PS “Spero che Blu, in futuro, possa di nuovo dipingere a Bologna avendo la garanzia che le sue opere non saranno mai usate con fini commerciali” – si augura a tempo scaduto il sindaco Virginio Merola (la Repubblica – Bologna, 13 marzo 2016, pag. III). A tempo scaduto e con argomenti scaduti. Questa è la condizione della politica. Intanto una collega di Blu, solo un po’ meno nota, solo poche settimane fa è stata multata per aver “abbellito” una parete degradata (vedi). Ovviamente in quel caso il sindaco di Bologna se n’é stato zitto. Sul tema della street art è appena uscito il libro di Alessandro Dal Lago e Serena Giordano, Graffiti. Arte e ordine pubblico, Il Mulino, Bologna, 2016 (vedi). Magari partiamo da qui.
PPS La foto in testa al post è tratta dal blog Giap della Wu Ming Foundation (vedi)

 

2 Responses to Guerra sulla street art a Bologna

  1. Andrea Paltrinieri ha detto:

    Ha chiuso il 26 giugno 2016 la mostra Banksy & Co. a Palazzo Pepoli con un risultato inferiore alle attese, nonostante l’esibizione di soddisfazione del presidente di Genus Bononiae Fabio Roversi Monaco. 42.000 visitatori in 14 settimane, ovvero circa 3.000 visitatori a settimana (nulla a che vedere con la mostra-monstre, in termini di pubblico, sulla “ragazza con l’orecchino di perla” che viaggiava a 20.000 visitatori a settimana).
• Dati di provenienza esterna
//! Integration test harness for the Tableside console.
//!
//! Tests run the real console router on an ephemeral port, pointed at an
//! in-process stub of the Tableside backend. The stub records every request
//! it receives and answers from a table of canned responses.
//!
//! # Running Tests
//!
//! ```bash
//! cargo test -p tableside-integration-tests
//! ```
//!
//! No external services are needed.

use std::collections::HashMap;
use std::net::SocketAddr;
use std::sync::{Arc, Mutex};

use axum::{
    Router,
    body::Bytes,
    extract::State,
    http::{HeaderMap, Method, StatusCode, Uri},
    response::{IntoResponse, Response},
};
use reqwest::{Client, redirect::Policy};
use serde_json::{Value, json};

use tableside_console::build_router;
use tableside_console::config::{ApiConfig, ConsoleConfig};
use tableside_console::state::AppState;

/// Version prefix the stub serves under, as the real backend does.
pub const API_PREFIX: &str = "/api/v1";

/// Token used by [`TestConsole::sign_in`].
pub const TEST_TOKEN: &str = "test-token";

// ============================================================================
// Stub backend
// ============================================================================

/// A request received by the stub backend.
#[derive(Debug, Clone)]
pub struct RecordedRequest {
    pub method: Method,
    /// Path below [`API_PREFIX`], e.g. `/users/profile`.
    pub path: String,
    pub authorization: Option<String>,
    pub body: Option<Value>,
}

#[derive(Default)]
struct StubState {
    responses: Mutex<HashMap<(Method, String), (StatusCode, String)>>,
    requests: Mutex<Vec<RecordedRequest>>,
}

/// In-process stand-in for the Tableside REST backend.
#[derive(Clone)]
pub struct StubBackend {
    addr: SocketAddr,
    state: Arc<StubState>,
}

impl StubBackend {
    /// Bind to an ephemeral port and start serving.
    pub async fn start() -> Self {
        let state = Arc::new(StubState::default());
        let app = Router::new().fallback(handle).with_state(Arc::clone(&state));

        let listener = tokio::net::TcpListener::bind("127.0.0.1:0")
            .await
            .expect("Failed to bind stub backend");
        let addr = listener.local_addr().expect("Stub backend has no address");
        tokio::spawn(async move {
            axum::serve(listener, app).await.expect("Stub backend failed");
        });

        Self { addr, state }
    }

    /// Base URL to configure the console with.
    #[must_use]
    pub fn api_url(&self) -> String {
        format!("http://{}{API_PREFIX}", self.addr)
    }

    /// Answer `method path` with a JSON body.
    pub fn respond(&self, method: Method, path: &str, status: u16, body: &Value) {
        self.respond_raw(method, path, status, &body.to_string());
    }

    /// Answer `method path` with a raw body.
    pub fn respond_raw(&self, method: Method, path: &str, status: u16, body: &str) {
        let status = StatusCode::from_u16(status).expect("Invalid stub status");
        self.state
            .responses
            .lock()
            .expect("Stub state poisoned")
            .insert((method, path.to_owned()), (status, body.to_owned()));
    }

    /// Every request received so far.
    #[must_use]
    pub fn requests(&self) -> Vec<RecordedRequest> {
        self.state
            .requests
            .lock()
            .expect("Stub state poisoned")
            .clone()
    }

    /// Requests received for one method and path.
    #[must_use]
    pub fn requests_to(&self, method: &Method, path: &str) -> Vec<RecordedRequest> {
        self.requests()
            .into_iter()
            .filter(|r| r.method == *method && r.path == path)
            .collect()
    }
}

async fn handle(
    State(state): State<Arc<StubState>>,
    method: Method,
    uri: Uri,
    headers: HeaderMap,
    body: Bytes,
) -> Response {
    let path = uri
        .path()
        .strip_prefix(API_PREFIX)
        .unwrap_or_else(|| uri.path())
        .to_owned();

    state
        .requests
        .lock()
        .expect("Stub state poisoned")
        .push(RecordedRequest {
            method: method.clone(),
            path: path.clone(),
            authorization: headers
                .get("authorization")
                .and_then(|v| v.to_str().ok())
                .map(str::to_owned),
            body: serde_json::from_slice(&body).ok(),
        });

    let canned = state
        .responses
        .lock()
        .expect("Stub state poisoned")
        .get(&(method, path))
        .cloned();

    match canned {
        Some((status, body)) => (
            status,
            [("content-type", "application/json")],
            body,
        )
            .into_response(),
        None => (
            StatusCode::NOT_FOUND,
            [("content-type", "application/json")],
            json!({ "message": "Route not found" }).to_string(),
        )
            .into_response(),
    }
}

// ============================================================================
// Console under test
// ============================================================================

/// A running console wired to a fresh stub backend.
pub struct TestConsole {
    pub backend: StubBackend,
    pub client: Client,
    base_url: String,
}

impl TestConsole {
    /// Start a stub backend and a console pointed at it.
    pub async fn start() -> Self {
        let backend = StubBackend::start().await;

        let config = ConsoleConfig {
            host: "127.0.0.1".parse().expect("Invalid host"),
            port: 0,
            base_url: "http://127.0.0.1".to_owned(),
            api: ApiConfig::new(&backend.api_url()).expect("Invalid stub API URL"),
            sentry_dsn: None,
            sentry_environment: None,
            sentry_sample_rate: 0.0,
            sentry_traces_sample_rate: 0.0,
        };
        let app = build_router(AppState::new(config).expect("Failed to create state"));

        let listener = tokio::net::TcpListener::bind("127.0.0.1:0")
            .await
            .expect("Failed to bind console");
        let addr = listener.local_addr().expect("Console has no address");
        tokio::spawn(async move {
            axum::serve(listener, app).await.expect("Console failed");
        });

        let client = Client::builder()
            .cookie_store(true)
            .redirect(Policy::none())
            .build()
            .expect("Failed to create HTTP client");

        Self {
            backend,
            client,
            base_url: format!("http://{addr}"),
        }
    }

    /// Start a console and open a session with [`TEST_TOKEN`].
    pub async fn signed_in() -> Self {
        let console = Self::start().await;
        console.sign_in(TEST_TOKEN).await;
        console
    }

    #[must_use]
    pub fn url(&self, path: &str) -> String {
        format!("{}{path}", self.base_url)
    }

    /// Submit the session bootstrap form.
    pub async fn sign_in(&self, token: &str) {
        let resp = self
            .client
            .post(self.url("/auth/session"))
            .form(&[("access_token", token)])
            .send()
            .await
            .expect("Failed to start session");
        assert_eq!(resp.status(), StatusCode::SEE_OTHER);
        assert_eq!(location(&resp), Some("/profile"));
    }

    /// Full page load.
    pub async fn get_page(&self, path: &str) -> (StatusCode, String) {
        let resp = self
            .client
            .get(self.url(path))
            .send()
            .await
            .expect("Failed to send request");
        read(resp).await
    }

    /// HTMX fragment load.
    pub async fn get_fragment(&self, path: &str) -> (StatusCode, String) {
        let resp = self
            .client
            .get(self.url(path))
            .header("HX-Request", "true")
            .send()
            .await
            .expect("Failed to send request");
        read(resp).await
    }

    /// HTMX form submission.
    pub async fn post_fragment(&self, path: &str, form: &[(&str, &str)]) -> (StatusCode, String) {
        let resp = self
            .client
            .post(self.url(path))
            .header("HX-Request", "true")
            .form(form)
            .send()
            .await
            .expect("Failed to send request");
        read(resp).await
    }
}

async fn read(resp: reqwest::Response) -> (StatusCode, String) {
    let status = resp.status();
    let body = resp.text().await.expect("Failed to read response");
    (status, body)
}

/// `Location` header of a redirect.
#[must_use]
pub fn location(resp: &reqwest::Response) -> Option<&str> {
    resp.headers().get("location").and_then(|v| v.to_str().ok())
}

// ============================================================================
// Fixtures
// ============================================================================

/// Profile record for `role`, attached to tenant `t1` and outlet `o1`.
#[must_use]
pub fn profile_json(role: &str) -> Value {
    json!({
        "_id": "u1",
        "name": "Anita Menon",
        "email": "anita@spiceroute.in",
        "phoneNumber": "9800012345",
        "role": role,
        "status": true,
        "tenant": { "tenantId": "t1", "name": "Spice Route" },
        "outlet": { "outletId": "o1", "name": "Koramangala" },
        "createdAt": "2024-03-05T10:00:00Z"
    })
}

/// Wrap a payload the way the backend does.
#[must_use]
pub fn envelope(data: Value) -> Value {
    json!({ "data": data })
}

/// Serve `profile` from `GET /users/profile`.
pub fn serve_profile(backend: &StubBackend, profile: &Value) {
    backend.respond(Method::GET, "/users/profile", 200, &envelope(profile.clone()));
}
    “Il bilancio è stato di 42mila visitatori di cui 34mila paganti.
    Un risultato forse un po’ sotto le aspettative suscitate dal polverone di polemiche sollevato dall’operazione. Ancora prima che l’esposizione aprisse, la città si era già divisa sul senso dell’operazione. In seguito un artista riconosciuto a livello internazionale come Blu, per protesta, ha deciso di cancellare tutte le sue opere presenti sui muri della città, dando vita ad un dibattito la cui eco è rimbalzata anche fuori Bologna, rendendolo un caso nazionale.

    Lo riaccende Fabio Roversi Monaco, presidente di Genus Bononiae, nel commentare positivamente il bilancio. “Siamo davvero soddisfatti del grande successo di pubblico e di critica – ha dichiarato -. L’esposizione ha finalmente aperto un dibattito vivo e acceso su temi più che mai attuali, dalla conservazione alla salvaguardia delle opere dei writers, dal ruolo delle istituzioni a quello dei musei nei confronti del monopolio dei contro cultori, spesso falsi cultori, al diritto di ogni cittadino di operare in positivo e nel rispetto di tutte le regole per la tutela di questa arte e, quando possibile, di ciò che essa ha saputo produrre, tutti quesiti che abbiamo cercato di approfondirle sia attraverso la mostra. L’auspicio è che il dibattito culturale nato in quest’occasione possa proseguire generando confronto e discussioni, anche per confermare alla città di Bologna il ruolo centrale d’avanguardia sulle tematiche relative all’urban art, così come lo è stato nel recente passato”.”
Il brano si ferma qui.